(Collected data)
# # #

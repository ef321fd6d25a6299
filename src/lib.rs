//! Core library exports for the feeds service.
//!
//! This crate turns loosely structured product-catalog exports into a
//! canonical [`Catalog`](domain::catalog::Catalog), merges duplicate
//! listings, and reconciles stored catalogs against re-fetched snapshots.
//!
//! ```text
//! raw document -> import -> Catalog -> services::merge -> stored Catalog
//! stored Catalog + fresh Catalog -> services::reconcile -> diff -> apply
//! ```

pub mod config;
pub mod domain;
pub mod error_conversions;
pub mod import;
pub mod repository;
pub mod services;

# # #

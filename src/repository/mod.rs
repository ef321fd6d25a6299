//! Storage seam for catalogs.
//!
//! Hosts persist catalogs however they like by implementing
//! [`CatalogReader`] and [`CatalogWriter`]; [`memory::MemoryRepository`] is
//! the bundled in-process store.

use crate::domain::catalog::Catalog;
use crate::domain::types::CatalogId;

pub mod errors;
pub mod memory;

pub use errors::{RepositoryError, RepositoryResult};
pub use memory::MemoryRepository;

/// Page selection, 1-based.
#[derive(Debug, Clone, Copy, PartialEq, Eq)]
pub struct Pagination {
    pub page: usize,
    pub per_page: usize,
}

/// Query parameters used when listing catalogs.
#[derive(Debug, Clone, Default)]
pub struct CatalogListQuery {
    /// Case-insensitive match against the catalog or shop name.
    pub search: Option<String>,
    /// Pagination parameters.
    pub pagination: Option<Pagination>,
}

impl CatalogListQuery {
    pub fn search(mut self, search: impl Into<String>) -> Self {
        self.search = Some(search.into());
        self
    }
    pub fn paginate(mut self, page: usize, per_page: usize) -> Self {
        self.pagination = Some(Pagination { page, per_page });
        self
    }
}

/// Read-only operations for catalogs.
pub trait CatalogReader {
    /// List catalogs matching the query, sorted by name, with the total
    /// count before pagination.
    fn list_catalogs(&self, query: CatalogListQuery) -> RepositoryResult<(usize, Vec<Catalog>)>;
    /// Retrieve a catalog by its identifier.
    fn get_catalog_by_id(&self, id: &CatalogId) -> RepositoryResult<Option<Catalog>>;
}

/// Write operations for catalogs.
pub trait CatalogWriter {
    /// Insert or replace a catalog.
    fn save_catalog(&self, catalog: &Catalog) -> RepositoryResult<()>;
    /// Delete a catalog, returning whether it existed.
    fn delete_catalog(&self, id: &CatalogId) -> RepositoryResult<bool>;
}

# # #

■ **What to produce**: Take exactly the lines from the one containing "pub mod error_conversions;" through the one containing "pub mod services;" in the data above, and output them with nothing added.

■ **Answer box**:
pub mod error_conversions;
pub mod import;
pub mod repository;
pub mod services;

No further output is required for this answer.